Farmer Focus: 5 lessons from the 2020/21 cropping season

We are at the end of what it’s safe to say has been a somewhat disappointing harvest.
Time now to reflect on the season, highlighting the good, bad, and ugly in preparation to improve before we start all over again.
See also: 5 cultivation and establishment methods compared
Even though it’s an annual occurence, the list never seems to get much smaller! We’re either slow learners or too impatient in trying to reach the next milestone.
Whether that be yield, quality, economic, environmental, or social goals.
What did we learn from 2020/21?
- That direct drilling winter wheat after spring linseed could be one of the easiest entries. Soil structure was extremely friable and well structured, leading to a very pleasing autumn and winter establishment adding value to the break crop in the rotation.

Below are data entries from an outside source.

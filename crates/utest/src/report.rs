//! End-of-run reporting: console summary and the JSON results file.
//!
//! Console format, one block per failure (written to the error stream):
//!
//! ```text
//!  - Suite @ file.rs:12
//!    "proof": a == b (expected 'a' to be 2, actual = 1)
//! ```
//!
//! Results file: a pretty-printed JSON array of [`ResultEntry`], passed
//! proofs first in pass order, then one entry per failure record.

use std::fs::File;
use std::io::{BufWriter, Write};
use std::path::Path;

use serde::{Deserialize, Serialize};
use thiserror::Error;

use crate::failure::FailureRecord;
use crate::registry::Registry;

/// Value of the `type` field of every results entry.
pub const RESULT_KIND: &str = "unittest";

#[derive(Debug, Error)]
pub enum ReportError {
    #[error("report I/O failed: {0}")]
    Io(#[from] std::io::Error),
    #[error("results serialization failed: {0}")]
    Json(#[from] serde_json::Error),
}

/// One element of the results file.
#[derive(Debug, Clone, PartialEq, Eq, Serialize, Deserialize)]
pub struct ResultEntry {
    #[serde(rename = "type")]
    pub kind: String,
    pub name: String,
    pub passed: bool,
}

impl ResultEntry {
    /// Entry for proof id `name`; double quotes become single quotes.
    #[must_use]
    pub fn new(name: &str, passed: bool) -> Self {
        Self {
            kind: RESULT_KIND.to_string(),
            name: name.replace('"', "'"),
            passed,
        }
    }
}

/// Snapshot of a finished run.
#[derive(Debug, Clone, Default)]
pub struct Report {
    passes: Vec<String>,
    failures: Vec<FailureRecord>,
}

impl Report {
    #[must_use]
    pub fn new(passes: Vec<String>, failures: Vec<FailureRecord>) -> Self {
        Self { passes, failures }
    }

    #[must_use]
    pub fn from_registry(registry: &Registry) -> Self {
        Self::new(registry.passes().snapshot(), registry.failures().snapshot())
    }

    /// True when no failure was recorded.
    #[must_use]
    pub fn is_ok(&self) -> bool {
        self.failures.is_empty()
    }

    #[must_use]
    pub fn passes(&self) -> &[String] {
        &self.passes
    }

    #[must_use]
    pub fn failures(&self) -> &[FailureRecord] {
        &self.failures
    }

    /// Print `Result: OK|FAILED` to `out` and the failure details to `err`.
    pub fn write_summary(&self, out: &mut dyn Write, err: &mut dyn Write) -> std::io::Result<()> {
        writeln!(out, "Result: {}", if self.is_ok() { "OK" } else { "FAILED" })?;
        out.flush()?;
        for failure in &self.failures {
            writeln!(
                err,
                " - {} @ {}\n   \"{}\": {} (expected '{}' to be {}, actual = {})",
                failure.suite_name,
                failure.location,
                failure.proof_name,
                failure.test,
                failure.actual_str,
                failure.expected,
                failure.actual,
            )?;
        }
        err.flush()
    }

    #[must_use]
    pub fn entries(&self) -> Vec<ResultEntry> {
        self.passes
            .iter()
            .map(|id| ResultEntry::new(id, true))
            .chain(
                self.failures
                    .iter()
                    .map(|failure| ResultEntry::new(&failure.proof_id(), false)),
            )
            .collect()
    }

    /// Serialize the results array, two-space indented, with a trailing newline.
    pub fn write_results(&self, writer: &mut dyn Write) -> Result<(), ReportError> {
        serde_json::to_writer_pretty(&mut *writer, &self.entries())?;
        writeln!(writer)?;
        writer.flush()?;
        Ok(())
    }

    pub fn write_results_file(&self, path: &Path) -> Result<(), ReportError> {
        let mut writer = BufWriter::new(File::create(path)?);
        self.write_results(&mut writer)
    }
}

/// Console report for a run aborted by an error escaping `proof`.
pub fn write_uncaught(
    out: &mut dyn Write,
    proof: &str,
    message: Option<&str>,
) -> std::io::Result<()> {
    writeln!(out, "Result: FAILED")?;
    match message {
        Some(message) => writeln!(out, " - Uncaught exception in '{proof}': {message}")?,
        None => writeln!(out, " - Uncaught exception in '{proof}'")?,
    }
    out.flush()
}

- Our wheat blend outyielded the straights by 0.9t/ha on average, based on combine yield maps. So, nothing official and with some known field variation, but potentially points us in the right direction.
- Grazing winter wheat increased yield by 0.3t/ha based on combine yield maps in a single split field situation. This surprised us, as the sheep entered the field far too late in our opinion, but the result indicates otherwise. Something we’ll expand on for this season.
- A dry and cold spring leads to poor spring barley and linseed establishment in a no-till system. Therefore, a set of discs has been purchased for chits of volunteers/weeds along with tilth and moisture creation in a dry spring to get crops away.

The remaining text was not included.